The Elder Scrolls: Blades is hollow and insulting


Written by George Jones


23 Apr 2019


80 Days is great, go play that instead.

Over the weekend, I started up a new character in Skyrim on my Switch. I’ve owned the game across five platforms: I pre-ordered it on the 360, picked up the Legendary Collection after my defection to the PS3, got deep on the modding scene on PC, both for the original version and the 2016 remaster, dabbled in that same remaster when it was on sale on PS4, and finally (until the next release, I guess) picked up the Switch version for some on-the-go sojourns through the mountains. It is, by all measures, one of my favourite games. The Elder Scrolls: Blades, Bethesda’s latest foray into the world of mobile gaming, bastardises just about everything I’ve come to love about the series.

Perhaps the most upsetting part of the Blades experience is that it makes such a positive immediate impression. Bethesda have been mindful of the ways people play games, including intuitive ways to play in both portrait and landscape. The visuals are pretty breath-taking for a game running in the palm of my hand, and it runs nicely on my Pixel 2. The music is similarly grandiose, exactly the kind of vast orchestral arrangement you’d want from the franchise. Indeed, Blades is very much an Elder Scrolls game on its surface. Once I got my hands on it proper, I found a gameplay experience that was compromised to its core.

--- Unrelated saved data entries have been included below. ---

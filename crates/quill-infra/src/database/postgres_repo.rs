//! PostgreSQL repository implementations.

use async_trait::async_trait;
use chrono::Utc;
use sea_orm::sea_query::Expr;
use sea_orm::{
    ActiveModelTrait, ColumnTrait, EntityTrait, IntoActiveModel, PaginatorTrait, QueryFilter,
    QueryOrder, QuerySelect, Set, TransactionTrait,
};
use uuid::Uuid;

use quill_core::domain::{Post, User};
use quill_core::error::RepoError;
use quill_core::ports::{PostRepository, UserRepository};

use super::entity::post::{self, ActiveModel as PostActiveModel, Entity as PostEntity};
use super::entity::user::{self, Entity as UserEntity};
use super::postgres_base::{PostgresBaseRepository, map_db_err};

/// PostgreSQL user repository.
pub type PostgresUserRepository = PostgresBaseRepository<UserEntity>;

/// PostgreSQL post repository.
pub type PostgresPostRepository = PostgresBaseRepository<PostEntity>;

/// Mask the local part of an email so it can be logged.
pub(crate) fn mask_email(email: &str) -> String {
    match email.find('@') {
        Some(at_pos) => {
            let (local, domain) = email.split_at(at_pos);
            let masked_local = match local.chars().next() {
                Some(first) if local.chars().count() > 1 => format!("{first}***"),
                _ => "***".to_string(),
            };
            format!("{masked_local}{domain}")
        }
        None => "***".to_string(),
    }
}

#[async_trait]
impl UserRepository for PostgresUserRepository {
    async fn find_by_email(&self, email: &str) -> Result<Option<User>, RepoError> {
        tracing::debug!(user_email = %mask_email(email), "Finding user by email");

        let result = UserEntity::find()
            .filter(user::Column::Email.eq(email))
            .one(&self.db)
            .await
            .map_err(map_db_err)?;

        Ok(result.map(Into::into))
    }

    async fn find_by_ids(&self, ids: &[Uuid]) -> Result<Vec<User>, RepoError> {
        if ids.is_empty() {
            return Ok(Vec::new());
        }

        let result = UserEntity::find()
            .filter(user::Column::Id.is_in(ids.iter().copied()))
            .all(&self.db)
            .await
            .map_err(map_db_err)?;

        Ok(result.into_iter().map(Into::into).collect())
    }

    async fn update_status(&self, id: Uuid, status: &str) -> Result<(), RepoError> {
        // Only the status columns are written; `posts` is maintained by the post repository.
        let result = UserEntity::update_many()
            .col_expr(user::Column::Status, Expr::value(status.to_string()))
            .col_expr(user::Column::UpdatedAt, Expr::value(Utc::now().fixed_offset()))
            .filter(user::Column::Id.eq(id))
            .exec(&self.db)
            .await
            .map_err(map_db_err)?;

        if result.rows_affected == 0 {
            return Err(RepoError::NotFound);
        }

        Ok(())
    }
}

#[async_trait]
impl PostRepository for PostgresPostRepository {
    async fn count(&self) -> Result<u64, RepoError> {
        PostEntity::find().count(&self.db).await.map_err(map_db_err)
    }

    async fn find_page(&self, offset: u64, limit: u64) -> Result<Vec<Post>, RepoError> {
        let result = PostEntity::find()
            .order_by_desc(post::Column::CreatedAt)
            .order_by_desc(post::Column::Id)
            // Postgres rejects offsets past i64::MAX; such a page is empty anyway.
            .offset(offset.min(i64::MAX as u64))
            .limit(limit.min(i64::MAX as u64))
            .all(&self.db)
            .await
            .map_err(map_db_err)?;

        Ok(result.into_iter().map(Into::into).collect())
    }

    async fn insert_for_creator(&self, new_post: Post) -> Result<Post, RepoError> {
        let txn = self.db.begin().await.map_err(map_db_err)?;

        // Lock the owner row first so concurrent writers serialize on the list.
        let owner = UserEntity::find_by_id(new_post.creator_id)
            .lock_exclusive()
            .one(&txn)
            .await
            .map_err(map_db_err)?
            .ok_or(RepoError::NotFound)?;

        let model = PostActiveModel::from(new_post)
            .insert(&txn)
            .await
            .map_err(map_db_err)?;

        let mut posts = owner.posts.clone();
        posts.push(model.id);
        let mut owner = owner.into_active_model();
        owner.posts = Set(posts);
        owner.update(&txn).await.map_err(map_db_err)?;

        txn.commit().await.map_err(map_db_err)?;

        Ok(model.into())
    }

    async fn delete_for_creator(&self, target: &Post) -> Result<(), RepoError> {
        let txn = self.db.begin().await.map_err(map_db_err)?;

        let owner = UserEntity::find_by_id(target.creator_id)
            .lock_exclusive()
            .one(&txn)
            .await
            .map_err(map_db_err)?;

        let result = PostEntity::delete_by_id(target.id)
            .exec(&txn)
            .await
            .map_err(map_db_err)?;
        if result.rows_affected == 0 {
            return Err(RepoError::NotFound);
        }

        if let Some(owner) = owner {
            let posts: Vec<Uuid> = owner
                .posts
                .iter()
                .copied()
                .filter(|id| *id != target.id)
                .collect();
            let mut owner = owner.into_active_model();
            owner.posts = Set(posts);
            owner.update(&txn).await.map_err(map_db_err)?;
        }

        txn.commit().await.map_err(map_db_err)?;

        Ok(())
    }
}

This guy looks like he's made of wet bread

Enemies hang back and wait their turn to attack one-by-one, pottering around you in a stupor before stopping to make heavily telegraphed moves that you can either block or soak up—it doesn’t really matter much either way. There’s no skill, dynamism or space to the fighting, and even spells feel uninspired and simplistic. There’s none of the freedom or variety that makes the franchise what it is: no stealth, no environmental experimentation, no friendly AI to fight alongside. Combat was never the franchise’s selling point, and Blades is a couple steps back from even that low bar.

The game’s problems are summarised no better than in its implementation of a helpful spell. Clairvoyance, the ethereal quest guide from Skyrim, makes its return as an on-by-default option, free from resource constraints. The idea that the game would need this kind of handholding is comedic, because there’s absolutely nothing of value to be found off the beaten path. In fact, it is so narrow in its design and so stingy in its sense of discovery that there isn’t anything but the beaten path. A breadcrumb guide implies some grander scale to get lost in. Blades has nothing of the sort.

In a half-decent RPG, this sort of thing would be a conversation with an NPC

Because Blades is a mobile game, it must have some capacity for monetisation and player hooks. The setup for the game is, as the name implies, that you are a member of the Blades, an ancient organisation created to protect emperors and kill stuff. After the group is unceremoniously outlawed, you find your town conveniently destroyed in ways that allow you to spend an awful lot of time (and, potentially, money) rebuilding it. NPCs titter about, muttering the usual ambient dialogue to themselves and staring blankly into the middle distance when you interact with them. It’s unsettling, like walking around in that episode of Doctor Who where all the mannequins come to life.

In completing quests and “exploring” the “environment”, you can collect resources and chests, which are easily Blades’ most insulting mechanic. Opening a wooden chest, the game’s lowest tier, takes five seconds. You press a button and watch a timer tick down—for five seconds. It’s the mobile equivalent of holding a button to navigate the UI in a console game, and it’s just as frustrating. On top of the already cumbersome menus, these small niggles make playing a chore, even in short bursts. Blades is too fragmented for satisfying quick sessions and too frustratingly clunky for immersive binges, so how the hell are you supposed to play it?

Really making this quest seem like a fun, worthwhile experience, guys

Silver chests, the next step up from wooden, take an hour (and it’s worth noting that they took three hours before player pushback forced them to lower it). Of course, you’re immediately encouraged to pay gems, the game’s premium currency, to speed up the process. Loot has never been a strong suit of the franchise; it largely adheres to the same equipment sets based on two factors: materials and enchantments. There are no Diablo-style legendaries, just fancier metals and more potent magical effects. The result is that it’s just impossible to care about what I’ll get at the end of that hour, and even less enticing to pay money for the pleasure of knowing now.

Blades made a strong showing at E3—a connected Elder Scrolls experience that brought players together across all platforms—but the end result has none of the adventuring soul you’d want. The game is barren, lacking any immersion or connection to the environment around your character. Perhaps the game’s chances on that front will be better in VR, but that doesn’t address the egregious timers, less-than-basic combat and consistently monotonous gameplay loop. I don’t care for my character, I don’t care for the town I’m rebuilding or the people in it, and I sure don’t care for Bethesda’s buck wild greed. I’m going back to Skyrim and Dragon’s Dogma on my Switch, thanks.